## THE TASK
Take the records below and copy them exactly.

## GIVEN DATA
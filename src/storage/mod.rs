//! Run history on disk.
//!
//! The history is laid out as one folder per character, each holding one
//! JSON document per finished run:
//!
//! ```text
//! <base_dir>/
//!   IRONCLAD/1594939211.run
//!   WATCHER/1595110046.run
//! ```

mod run_file;

pub use run_file::*;

use std::path::PathBuf;
use thiserror::Error;

/// Errors that can occur while reading run history.
#[derive(Debug, Error)]
pub enum StorageError {
    #[error("IO error: {0}")]
    Io(#[from] std::io::Error),

    #[error("JSON parse error: {0}")]
    Json(#[from] serde_json::Error),

    #[error("Invalid glob pattern: {0}")]
    Pattern(#[from] glob::PatternError),

    #[error("Path not found: {0}")]
    PathNotFound(PathBuf),
}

## RESULT OF THE TASK
filename src/storage/mod.rs
//! Run history on disk.
//!
//! The history is laid out as one folder per character, each holding one
//! JSON document per finished run:
//!
//! ```text
//! <base_dir>/
//!   IRONCLAD/1594939211.run
//!   WATCHER/1595110046.run
//! ```

mod run_file;

pub use run_file::*;

use std::path::PathBuf;
use thiserror::Error;

/// Errors that can occur while reading run history.
#[derive(Debug, Error)]
pub enum StorageError {
    #[error("IO error: {0}")]
    Io(#[from] std::io::Error),

    #[error("JSON parse error: {0}")]
    Json(#[from] serde_json::Error),

    #[error("Invalid glob pattern: {0}")]
    Pattern(#[from] glob::PatternError),

    #[error("Path not found: {0}")]
    PathNotFound(PathBuf),
}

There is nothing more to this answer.